══ Task input ══

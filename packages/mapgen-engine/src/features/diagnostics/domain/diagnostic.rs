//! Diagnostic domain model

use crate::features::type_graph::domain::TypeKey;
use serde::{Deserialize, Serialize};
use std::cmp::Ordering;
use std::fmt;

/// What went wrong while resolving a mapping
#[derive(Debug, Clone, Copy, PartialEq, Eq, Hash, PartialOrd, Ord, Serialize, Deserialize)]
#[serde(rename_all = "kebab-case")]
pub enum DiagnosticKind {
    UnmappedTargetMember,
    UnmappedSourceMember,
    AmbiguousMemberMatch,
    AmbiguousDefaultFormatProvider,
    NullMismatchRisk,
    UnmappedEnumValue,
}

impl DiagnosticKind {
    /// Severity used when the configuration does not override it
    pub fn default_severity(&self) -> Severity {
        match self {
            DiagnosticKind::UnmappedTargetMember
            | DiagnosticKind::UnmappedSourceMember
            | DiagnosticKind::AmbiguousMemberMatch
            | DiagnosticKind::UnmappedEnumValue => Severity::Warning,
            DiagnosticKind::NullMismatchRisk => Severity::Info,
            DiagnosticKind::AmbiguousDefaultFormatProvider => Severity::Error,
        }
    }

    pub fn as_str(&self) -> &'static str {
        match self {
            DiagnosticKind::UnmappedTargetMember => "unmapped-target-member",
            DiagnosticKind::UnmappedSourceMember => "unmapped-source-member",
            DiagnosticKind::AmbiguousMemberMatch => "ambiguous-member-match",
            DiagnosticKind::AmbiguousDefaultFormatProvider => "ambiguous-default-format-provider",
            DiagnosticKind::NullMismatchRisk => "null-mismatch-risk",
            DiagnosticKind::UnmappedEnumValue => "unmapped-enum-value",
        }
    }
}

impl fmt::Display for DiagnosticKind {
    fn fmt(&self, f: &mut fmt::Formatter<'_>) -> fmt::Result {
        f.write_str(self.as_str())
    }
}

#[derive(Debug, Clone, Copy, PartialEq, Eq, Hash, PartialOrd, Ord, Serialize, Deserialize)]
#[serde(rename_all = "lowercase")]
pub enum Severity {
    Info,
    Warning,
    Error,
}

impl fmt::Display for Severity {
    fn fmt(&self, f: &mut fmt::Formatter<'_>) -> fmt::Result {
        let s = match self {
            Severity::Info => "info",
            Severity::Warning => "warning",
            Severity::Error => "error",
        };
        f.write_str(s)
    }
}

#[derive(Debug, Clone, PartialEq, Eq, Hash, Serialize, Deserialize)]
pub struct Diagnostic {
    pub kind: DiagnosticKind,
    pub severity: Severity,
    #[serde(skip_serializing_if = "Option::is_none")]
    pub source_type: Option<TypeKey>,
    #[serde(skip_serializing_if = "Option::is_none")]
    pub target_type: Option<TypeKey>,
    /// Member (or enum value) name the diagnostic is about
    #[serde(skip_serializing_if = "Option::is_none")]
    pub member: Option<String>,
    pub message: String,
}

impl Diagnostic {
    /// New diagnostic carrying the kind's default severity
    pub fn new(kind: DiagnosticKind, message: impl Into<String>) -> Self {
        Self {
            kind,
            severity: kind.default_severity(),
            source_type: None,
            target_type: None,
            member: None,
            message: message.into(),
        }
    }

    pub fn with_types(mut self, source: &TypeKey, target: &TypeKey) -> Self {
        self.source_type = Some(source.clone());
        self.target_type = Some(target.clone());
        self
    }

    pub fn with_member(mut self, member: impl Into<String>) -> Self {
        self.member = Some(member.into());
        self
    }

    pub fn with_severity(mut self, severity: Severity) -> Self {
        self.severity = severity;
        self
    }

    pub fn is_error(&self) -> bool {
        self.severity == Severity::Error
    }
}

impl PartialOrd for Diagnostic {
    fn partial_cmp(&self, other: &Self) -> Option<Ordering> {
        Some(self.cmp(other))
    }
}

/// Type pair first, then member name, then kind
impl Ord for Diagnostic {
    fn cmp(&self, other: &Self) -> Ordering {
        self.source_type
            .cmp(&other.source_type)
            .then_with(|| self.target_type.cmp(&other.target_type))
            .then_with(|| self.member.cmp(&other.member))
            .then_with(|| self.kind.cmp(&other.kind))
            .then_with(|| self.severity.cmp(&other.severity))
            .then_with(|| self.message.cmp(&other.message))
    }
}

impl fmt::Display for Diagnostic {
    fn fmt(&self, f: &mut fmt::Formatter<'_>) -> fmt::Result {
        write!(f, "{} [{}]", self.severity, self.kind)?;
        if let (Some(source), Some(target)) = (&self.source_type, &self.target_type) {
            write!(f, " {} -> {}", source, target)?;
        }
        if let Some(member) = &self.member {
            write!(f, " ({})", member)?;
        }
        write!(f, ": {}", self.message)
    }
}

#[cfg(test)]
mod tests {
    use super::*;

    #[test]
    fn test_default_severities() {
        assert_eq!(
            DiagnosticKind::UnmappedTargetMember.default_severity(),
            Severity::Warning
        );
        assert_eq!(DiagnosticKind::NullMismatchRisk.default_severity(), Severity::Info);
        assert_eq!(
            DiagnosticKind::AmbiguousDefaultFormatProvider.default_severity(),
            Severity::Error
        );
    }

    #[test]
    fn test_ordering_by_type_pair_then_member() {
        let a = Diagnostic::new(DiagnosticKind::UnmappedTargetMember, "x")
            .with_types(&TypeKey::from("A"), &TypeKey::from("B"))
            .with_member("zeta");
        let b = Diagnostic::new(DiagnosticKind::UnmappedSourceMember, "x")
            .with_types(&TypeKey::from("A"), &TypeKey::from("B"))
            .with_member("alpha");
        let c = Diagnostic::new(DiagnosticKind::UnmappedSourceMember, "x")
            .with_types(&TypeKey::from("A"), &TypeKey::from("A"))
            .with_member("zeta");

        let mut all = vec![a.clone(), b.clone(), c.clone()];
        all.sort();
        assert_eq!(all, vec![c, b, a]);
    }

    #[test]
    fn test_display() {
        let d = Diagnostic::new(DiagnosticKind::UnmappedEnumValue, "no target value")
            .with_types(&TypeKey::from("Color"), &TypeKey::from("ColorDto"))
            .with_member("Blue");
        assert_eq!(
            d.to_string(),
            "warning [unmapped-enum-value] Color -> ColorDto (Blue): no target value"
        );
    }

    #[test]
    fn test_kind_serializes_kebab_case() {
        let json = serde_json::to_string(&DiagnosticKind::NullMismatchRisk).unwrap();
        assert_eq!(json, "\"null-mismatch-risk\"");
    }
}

═══

_Assigned task_
The listing above is to be written out again word for word.

_Result for this task_
filename packages/mapgen-engine/src/features/diagnostics/domain/diagnostic.rs
//! Diagnostic domain model

use crate::features::type_graph::domain::TypeKey;
use serde::{Deserialize, Serialize};
use std::cmp::Ordering;
use std::fmt;

/// What went wrong while resolving a mapping
#[derive(Debug, Clone, Copy, PartialEq, Eq, Hash, PartialOrd, Ord, Serialize, Deserialize)]
#[serde(rename_all = "kebab-case")]
pub enum DiagnosticKind {
    UnmappedTargetMember,
    UnmappedSourceMember,
    AmbiguousMemberMatch,
    AmbiguousDefaultFormatProvider,
    NullMismatchRisk,
    UnmappedEnumValue,
}

impl DiagnosticKind {
    /// Severity used when the configuration does not override it
    pub fn default_severity(&self) -> Severity {
        match self {
            DiagnosticKind::UnmappedTargetMember
            | DiagnosticKind::UnmappedSourceMember
            | DiagnosticKind::AmbiguousMemberMatch
            | DiagnosticKind::UnmappedEnumValue => Severity::Warning,
            DiagnosticKind::NullMismatchRisk => Severity::Info,
            DiagnosticKind::AmbiguousDefaultFormatProvider => Severity::Error,
        }
    }

    pub fn as_str(&self) -> &'static str {
        match self {
            DiagnosticKind::UnmappedTargetMember => "unmapped-target-member",
            DiagnosticKind::UnmappedSourceMember => "unmapped-source-member",
            DiagnosticKind::AmbiguousMemberMatch => "ambiguous-member-match",
            DiagnosticKind::AmbiguousDefaultFormatProvider => "ambiguous-default-format-provider",
            DiagnosticKind::NullMismatchRisk => "null-mismatch-risk",
            DiagnosticKind::UnmappedEnumValue => "unmapped-enum-value",
        }
    }
}

impl fmt::Display for DiagnosticKind {
    fn fmt(&self, f: &mut fmt::Formatter<'_>) -> fmt::Result {
        f.write_str(self.as_str())
    }
}

#[derive(Debug, Clone, Copy, PartialEq, Eq, Hash, PartialOrd, Ord, Serialize, Deserialize)]
#[serde(rename_all = "lowercase")]
pub enum Severity {
    Info,
    Warning,
    Error,
}

impl fmt::Display for Severity {
    fn fmt(&self, f: &mut fmt::Formatter<'_>) -> fmt::Result {
        let s = match self {
            Severity::Info => "info",
            Severity::Warning => "warning",
            Severity::Error => "error",
        };
        f.write_str(s)
    }
}

#[derive(Debug, Clone, PartialEq, Eq, Hash, Serialize, Deserialize)]
pub struct Diagnostic {
    pub kind: DiagnosticKind,
    pub severity: Severity,
    #[serde(skip_serializing_if = "Option::is_none")]
    pub source_type: Option<TypeKey>,
    #[serde(skip_serializing_if = "Option::is_none")]
    pub target_type: Option<TypeKey>,
    /// Member (or enum value) name the diagnostic is about
    #[serde(skip_serializing_if = "Option::is_none")]
    pub member: Option<String>,
    pub message: String,
}

impl Diagnostic {
    /// New diagnostic carrying the kind's default severity
    pub fn new(kind: DiagnosticKind, message: impl Into<String>) -> Self {
        Self {
            kind,
            severity: kind.default_severity(),
            source_type: None,
            target_type: None,
            member: None,
            message: message.into(),
        }
    }

    pub fn with_types(mut self, source: &TypeKey, target: &TypeKey) -> Self {
        self.source_type = Some(source.clone());
        self.target_type = Some(target.clone());
        self
    }

    pub fn with_member(mut self, member: impl Into<String>) -> Self {
        self.member = Some(member.into());
        self
    }

    pub fn with_severity(mut self, severity: Severity) -> Self {
        self.severity = severity;
        self
    }

    pub fn is_error(&self) -> bool {
        self.severity == Severity::Error
    }
}

impl PartialOrd for Diagnostic {
    fn partial_cmp(&self, other: &Self) -> Option<Ordering> {
        Some(self.cmp(other))
    }
}

/// Type pair first, then member name, then kind
impl Ord for Diagnostic {
    fn cmp(&self, other: &Self) -> Ordering {
        self.source_type
            .cmp(&other.source_type)
            .then_with(|| self.target_type.cmp(&other.target_type))
            .then_with(|| self.member.cmp(&other.member))
            .then_with(|| self.kind.cmp(&other.kind))
            .then_with(|| self.severity.cmp(&other.severity))
            .then_with(|| self.message.cmp(&other.message))
    }
}

impl fmt::Display for Diagnostic {
    fn fmt(&self, f: &mut fmt::Formatter<'_>) -> fmt::Result {
        write!(f, "{} [{}]", self.severity, self.kind)?;
        if let (Some(source), Some(target)) = (&self.source_type, &self.target_type) {
            write!(f, " {} -> {}", source, target)?;
        }
        if let Some(member) = &self.member {
            write!(f, " ({})", member)?;
        }
        write!(f, ": {}", self.message)
    }
}

#[cfg(test)]
mod tests {
    use super::*;

    #[test]
    fn test_default_severities() {
        assert_eq!(
            DiagnosticKind::UnmappedTargetMember.default_severity(),
            Severity::Warning
        );
        assert_eq!(DiagnosticKind::NullMismatchRisk.default_severity(), Severity::Info);
        assert_eq!(
            DiagnosticKind::AmbiguousDefaultFormatProvider.default_severity(),
            Severity::Error
        );
    }

    #[test]
    fn test_ordering_by_type_pair_then_member() {
        let a = Diagnostic::new(DiagnosticKind::UnmappedTargetMember, "x")
            .with_types(&TypeKey::from("A"), &TypeKey::from("B"))
            .with_member("zeta");
        let b = Diagnostic::new(DiagnosticKind::UnmappedSourceMember, "x")
            .with_types(&TypeKey::from("A"), &TypeKey::from("B"))
            .with_member("alpha");
        let c = Diagnostic::new(DiagnosticKind::UnmappedSourceMember, "x")
            .with_types(&TypeKey::from("A"), &TypeKey::from("A"))
            .with_member("zeta");

        let mut all = vec![a.clone(), b.clone(), c.clone()];
        all.sort();
        assert_eq!(all, vec![c, b, a]);
    }

    #[test]
    fn test_display() {
        let d = Diagnostic::new(DiagnosticKind::UnmappedEnumValue, "no target value")
            .with_types(&TypeKey::from("Color"), &TypeKey::from("ColorDto"))
            .with_member("Blue");
        assert_eq!(
            d.to_string(),
            "warning [unmapped-enum-value] Color -> ColorDto (Blue): no target value"
        );
    }

    #[test]
    fn test_kind_serializes_kebab_case() {
        let json = serde_json::to_string(&DiagnosticKind::NullMismatchRisk).unwrap();
        assert_eq!(json, "\"null-mismatch-risk\"");
    }
}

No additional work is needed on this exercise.